• **What you should do**:
In the listing below, tally each line that contains "Serialize". Reply with the total only.

• **Records shown**:
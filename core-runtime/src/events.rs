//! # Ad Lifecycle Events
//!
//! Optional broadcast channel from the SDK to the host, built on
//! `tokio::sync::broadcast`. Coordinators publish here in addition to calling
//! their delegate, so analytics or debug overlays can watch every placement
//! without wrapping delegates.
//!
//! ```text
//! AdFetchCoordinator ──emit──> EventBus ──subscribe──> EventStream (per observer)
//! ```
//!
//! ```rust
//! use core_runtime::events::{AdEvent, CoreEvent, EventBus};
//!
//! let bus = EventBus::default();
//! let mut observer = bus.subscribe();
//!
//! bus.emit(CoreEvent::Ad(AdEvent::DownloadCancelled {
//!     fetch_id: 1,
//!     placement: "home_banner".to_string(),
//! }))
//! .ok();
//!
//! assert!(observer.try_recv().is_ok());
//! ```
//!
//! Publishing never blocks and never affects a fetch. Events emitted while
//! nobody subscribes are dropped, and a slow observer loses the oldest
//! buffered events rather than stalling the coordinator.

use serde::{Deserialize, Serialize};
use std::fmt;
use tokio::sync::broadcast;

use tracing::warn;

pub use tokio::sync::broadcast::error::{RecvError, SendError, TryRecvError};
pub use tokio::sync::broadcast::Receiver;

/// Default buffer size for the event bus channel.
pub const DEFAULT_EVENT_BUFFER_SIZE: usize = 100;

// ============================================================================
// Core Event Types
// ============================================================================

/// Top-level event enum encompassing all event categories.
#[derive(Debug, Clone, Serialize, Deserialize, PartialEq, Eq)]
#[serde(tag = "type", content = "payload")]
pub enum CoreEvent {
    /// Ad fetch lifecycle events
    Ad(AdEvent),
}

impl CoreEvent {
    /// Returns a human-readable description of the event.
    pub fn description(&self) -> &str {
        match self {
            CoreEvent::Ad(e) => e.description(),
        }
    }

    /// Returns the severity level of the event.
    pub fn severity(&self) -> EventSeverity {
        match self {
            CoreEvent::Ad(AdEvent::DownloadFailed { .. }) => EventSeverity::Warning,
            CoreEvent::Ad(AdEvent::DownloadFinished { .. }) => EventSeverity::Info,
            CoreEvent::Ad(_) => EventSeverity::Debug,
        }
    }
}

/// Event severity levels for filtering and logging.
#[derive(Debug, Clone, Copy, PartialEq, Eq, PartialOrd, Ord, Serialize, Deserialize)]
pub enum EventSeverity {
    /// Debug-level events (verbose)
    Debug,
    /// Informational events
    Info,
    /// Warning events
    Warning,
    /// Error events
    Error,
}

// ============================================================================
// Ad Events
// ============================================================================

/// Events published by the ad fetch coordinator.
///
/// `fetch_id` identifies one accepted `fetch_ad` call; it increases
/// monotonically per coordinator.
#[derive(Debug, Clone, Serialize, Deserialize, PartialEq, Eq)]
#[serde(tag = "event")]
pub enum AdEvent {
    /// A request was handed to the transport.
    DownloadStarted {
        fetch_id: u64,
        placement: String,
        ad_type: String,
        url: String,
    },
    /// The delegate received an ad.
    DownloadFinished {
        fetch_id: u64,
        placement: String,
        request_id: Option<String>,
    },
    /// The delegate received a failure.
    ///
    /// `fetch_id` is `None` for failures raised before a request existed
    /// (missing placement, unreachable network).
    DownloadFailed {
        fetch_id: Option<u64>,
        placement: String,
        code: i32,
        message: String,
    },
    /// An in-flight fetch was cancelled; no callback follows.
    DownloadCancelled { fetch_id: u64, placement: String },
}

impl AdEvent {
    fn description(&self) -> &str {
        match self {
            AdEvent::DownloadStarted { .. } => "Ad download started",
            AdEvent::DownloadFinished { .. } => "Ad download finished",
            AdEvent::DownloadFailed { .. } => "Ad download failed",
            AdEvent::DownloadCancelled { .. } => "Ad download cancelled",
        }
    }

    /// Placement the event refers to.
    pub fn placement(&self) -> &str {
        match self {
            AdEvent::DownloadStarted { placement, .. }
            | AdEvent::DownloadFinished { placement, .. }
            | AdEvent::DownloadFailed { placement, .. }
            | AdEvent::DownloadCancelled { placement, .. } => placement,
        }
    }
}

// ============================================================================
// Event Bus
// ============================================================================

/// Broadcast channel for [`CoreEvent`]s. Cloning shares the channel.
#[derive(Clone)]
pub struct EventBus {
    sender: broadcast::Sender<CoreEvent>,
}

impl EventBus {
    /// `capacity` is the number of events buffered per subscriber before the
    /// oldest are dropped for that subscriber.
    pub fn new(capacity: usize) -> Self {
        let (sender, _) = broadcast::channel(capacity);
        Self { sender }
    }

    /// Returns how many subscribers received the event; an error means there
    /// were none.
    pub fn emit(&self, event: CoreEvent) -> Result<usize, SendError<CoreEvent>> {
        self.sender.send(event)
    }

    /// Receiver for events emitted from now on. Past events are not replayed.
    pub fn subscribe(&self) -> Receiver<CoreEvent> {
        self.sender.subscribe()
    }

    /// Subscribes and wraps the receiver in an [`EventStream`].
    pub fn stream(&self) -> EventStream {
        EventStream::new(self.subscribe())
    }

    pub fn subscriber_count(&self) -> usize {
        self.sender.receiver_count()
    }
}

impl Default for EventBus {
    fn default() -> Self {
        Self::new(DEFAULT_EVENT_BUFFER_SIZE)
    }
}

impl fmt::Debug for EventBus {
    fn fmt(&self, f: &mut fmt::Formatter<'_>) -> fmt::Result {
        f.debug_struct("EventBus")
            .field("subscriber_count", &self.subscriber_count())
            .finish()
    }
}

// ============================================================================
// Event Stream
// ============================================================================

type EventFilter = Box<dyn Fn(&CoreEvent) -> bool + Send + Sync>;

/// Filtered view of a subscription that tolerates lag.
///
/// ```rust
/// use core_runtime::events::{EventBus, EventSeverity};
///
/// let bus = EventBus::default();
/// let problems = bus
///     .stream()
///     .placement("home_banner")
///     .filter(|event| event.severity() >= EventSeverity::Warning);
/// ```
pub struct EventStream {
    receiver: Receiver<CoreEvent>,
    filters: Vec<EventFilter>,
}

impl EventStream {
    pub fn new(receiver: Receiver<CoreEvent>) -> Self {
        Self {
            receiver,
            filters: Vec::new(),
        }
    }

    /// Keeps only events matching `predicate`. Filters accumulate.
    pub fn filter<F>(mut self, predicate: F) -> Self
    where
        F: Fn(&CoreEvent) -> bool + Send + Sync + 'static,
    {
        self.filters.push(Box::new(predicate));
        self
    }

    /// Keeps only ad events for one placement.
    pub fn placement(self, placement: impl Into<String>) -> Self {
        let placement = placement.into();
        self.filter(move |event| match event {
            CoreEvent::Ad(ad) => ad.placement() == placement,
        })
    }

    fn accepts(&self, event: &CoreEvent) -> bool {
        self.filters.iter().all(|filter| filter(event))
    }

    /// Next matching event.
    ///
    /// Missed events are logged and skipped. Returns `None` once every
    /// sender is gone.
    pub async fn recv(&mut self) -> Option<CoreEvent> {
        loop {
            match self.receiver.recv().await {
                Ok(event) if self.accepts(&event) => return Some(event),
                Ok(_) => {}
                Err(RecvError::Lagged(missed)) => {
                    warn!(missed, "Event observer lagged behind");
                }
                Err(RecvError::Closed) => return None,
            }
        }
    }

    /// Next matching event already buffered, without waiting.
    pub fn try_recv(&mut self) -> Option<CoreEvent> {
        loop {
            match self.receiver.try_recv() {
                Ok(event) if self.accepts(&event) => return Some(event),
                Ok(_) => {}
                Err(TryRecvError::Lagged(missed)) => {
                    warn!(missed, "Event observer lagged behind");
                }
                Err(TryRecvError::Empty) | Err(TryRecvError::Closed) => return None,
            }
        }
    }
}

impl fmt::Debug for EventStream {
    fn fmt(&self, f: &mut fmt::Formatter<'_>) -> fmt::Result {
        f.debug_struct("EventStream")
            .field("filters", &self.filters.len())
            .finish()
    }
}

• **Exercise answer**:
4